2.7. Raman Spectroscopy
Raman spectra were measured using an InVia Basis Raman microscope, made by the Renishaw Company, Gloucestershire, UK. This device is equipped with a Leica DM 2500 confocal microscope, Boston, MA, USA, with resolution up to 2 m. A laser with a wavelength of 514 nm and output power of 20 mW was chosen as the excitation source. The samples were measured at the power of 0.5 mW, the measured time was 10 s, and there were 5 accumulations of the spectrum. For micro-measurement purposes, a microscope lens with a magnification capacity of 50× was used. The measuring track was approximately 2 m. The samples were measured in the range of 500–1600 cm−1.
2.8. Thermo-Mechanical Analysis
Temperature stability was assessed using a thermo-mechanical analysis in the penetration mode. The thermo-mechanical properties were measured using a Perkin-ElmerDMA 7e thermal analyzer, Waltham, MA, USA, which was used for the thermo-mechanical analysis, heated from 50 to 400 °C (depending on the material used), at 20 °C/min, and held for 1 min at 50 °C. This precise temperature resistance evaluation of the polymers (e.g., irradiated, crosslinked polymers) records the displacement of the probe with a loading of 160 mN, which penetrates into the heated material, in a set range of temperatures.
2.9. Visual Observation
Visual observation was carried out in a temperature chamber at different temperatures for each material used, with a holding time of one hour on the temperature used and, after this time, photographs were taken. This technique is not as precise or as sensitive as a TMA but, from the macroscopic point of view, deformation under temperature influences is visible at first sight.

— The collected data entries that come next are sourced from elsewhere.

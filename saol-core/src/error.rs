//! Error handling shared by the SAOL crates
//!
//! Every fallible operation in the session controller, order table loader and
//! data recorder reports a [`SaolError`]. The variants map onto the four
//! failure families the operator console distinguishes: validation of
//! externally authored data, rejected state transitions, filesystem failures
//! and bad arguments.

use std::path::PathBuf;
use thiserror::Error;

/// Main error type for session operations
#[derive(Error, Debug)]
pub enum SaolError {
    /// A row of the order table could not be parsed
    #[error("Malformed order row at {path}:{line}: {message}")]
    MalformedRow {
        path: PathBuf,
        line: usize,
        message: String,
    },

    /// A stimulus referenced by the order table does not exist on disk
    #[error("Could not locate {asset} needed by order file {order_file}")]
    MissingAsset { asset: PathBuf, order_file: PathBuf },

    /// Trial or arm index outside of the loaded table
    #[error("{what} {value} is out of range 1..={max}")]
    OutOfRange {
        what: &'static str,
        value: u32,
        max: u32,
    },

    /// Rows are not laid out as trial-major, arm-minor
    #[error("Order table layout error at row {index}: {message}")]
    Layout { index: usize, message: String },

    /// Other data validation failures
    #[error("Validation error: {0}")]
    Validation(String),

    /// Command issued in an incompatible mode
    #[error("{0}")]
    State(String),

    /// Bad command arguments or disallowed file names
    #[error("Argument error: {0}")]
    Argument(String),

    /// Errors related to configuration loading/validation
    #[error("Configuration error: {0}")]
    Config(String),

    /// IO errors
    #[error("IO error: {0}")]
    Io(#[from] std::io::Error),

    /// Generic errors with context
    #[error("{context}: {source}")]
    WithContext {
        context: String,
        #[source]
        source: Box<SaolError>,
    },
}

impl SaolError {
    /// Add context to an error
    pub fn with_context(self, context: impl Into<String>) -> Self {
        SaolError::WithContext {
            context: context.into(),
            source: Box::new(self),
        }
    }

    pub fn state(message: impl Into<String>) -> Self {
        SaolError::State(message.into())
    }

    pub fn argument(message: impl Into<String>) -> Self {
        SaolError::Argument(message.into())
    }

    /// True for the validation family (malformed rows, missing assets, bad indices).
    pub fn is_validation(&self) -> bool {
        match self {
            SaolError::MalformedRow { .. }
            | SaolError::MissingAsset { .. }
            | SaolError::OutOfRange { .. }
            | SaolError::Layout { .. }
            | SaolError::Validation(_) => true,
            SaolError::WithContext { source, .. } => source.is_validation(),
            _ => false,
        }
    }

    pub fn is_state(&self) -> bool {
        match self {
            SaolError::State(_) => true,
            SaolError::WithContext { source, .. } => source.is_state(),
            _ => false,
        }
    }
}

/// Result type alias for session operations
pub type Result<T> = std::result::Result<T, SaolError>;

/// Extension trait for adding context to Results
pub trait ResultExt<T> {
    /// Add context to an error result
    fn context(self, context: impl Into<String>) -> Result<T>;

    /// Add context lazily to an error result
    fn with_context<F>(self, f: F) -> Result<T>
    where
        F: FnOnce() -> String;
}

impl<T> ResultExt<T> for Result<T> {
    fn context(self, context: impl Into<String>) -> Result<T> {
        self.map_err(|e| e.with_context(context))
    }

    fn with_context<F>(self, f: F) -> Result<T>
    where
        F: FnOnce() -> String,
    {
        self.map_err(|e| e.with_context(f()))
    }
}

impl<T> ResultExt<T> for std::result::Result<T, std::io::Error> {
    fn context(self, context: impl Into<String>) -> Result<T> {
        self.map_err(|e| SaolError::Io(e).with_context(context))
    }

    fn with_context<F>(self, f: F) -> Result<T>
    where
        F: FnOnce() -> String,
    {
        self.map_err(|e| SaolError::Io(e).with_context(f()))
    }
}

The test bodies were loaded in the horizontal position, with a bending moment from their own weight and the bending moment from the force acting on the body-end (1.5 N·mm).
4. Conclusions
From the above results, it is evident that beta radiation crosslinking has an influence on the micro-mechanical and thermo-mechanical properties of selected types of polymers. The polymers were selected across the whole area of thermoplastics-covering commodity polymers (LDPE, HDPE), technical polymers (PP 30% GF, PBT, PA6, PA6 30% GF) and, also, high-performance polymers (PA9T). These polymers were modified using beta radiation of differing radiation doses (33, 66, 99, 132, 165, and 198 kGy).
The micro-mechanical properties (indentation hardness and indentation modulus), were measured using the DSI method for all of the polymers tested. LDPE and HDPE irradiated at the dose of 132 kGy (17% and 14%); polypropylene irradiated at the dose of 66 kGy (51%); PBT irradiated at the dose of 165 kGy (34%); and polyamides irradiated at the dose of 132 kGy (PA6, 38%; PA6, 30%; GF, 28%; and PA9T, 34%) reached the highest levels of changes of the tested properties in comparison with non-irradiated materials. Nevertheless, it is necessary to mention that it is always necessary to thoroughly consider the final radiation dose with respect to the efficiency of the irradiation process. In some cases, it is possible to also choose a lower radiation dose with comparable modification results being reached.
The thermo-mechanical analysis confirmed the influence of radiation doses on the structure of the polymers that were studied. The higher the dose of radiation, the higher the thermal resistance of the studied polymers above the values of melting temperatures of a basic polymer, which was compared with the knowledge gained from the literature. Polymers change their behavior from thermo-plastic to thermo-elastic after radiation crosslinking. From the measurements, it can be stated that the highest changes were achieved by all materials examined at higher doses of radiation.
The micro-mechanical properties and thermo-mechanical properties results were supported by the measurement of the structure, where gel test measurement, wide-angle X-ray diffraction, and Raman spectroscopy tests were performed.
It should also be noted that a higher dose of radiation intensity does not necessarily mean a higher improvement in the desired properties. For a particular application and material it is always necessary to look for a suitable radiation dose intensity.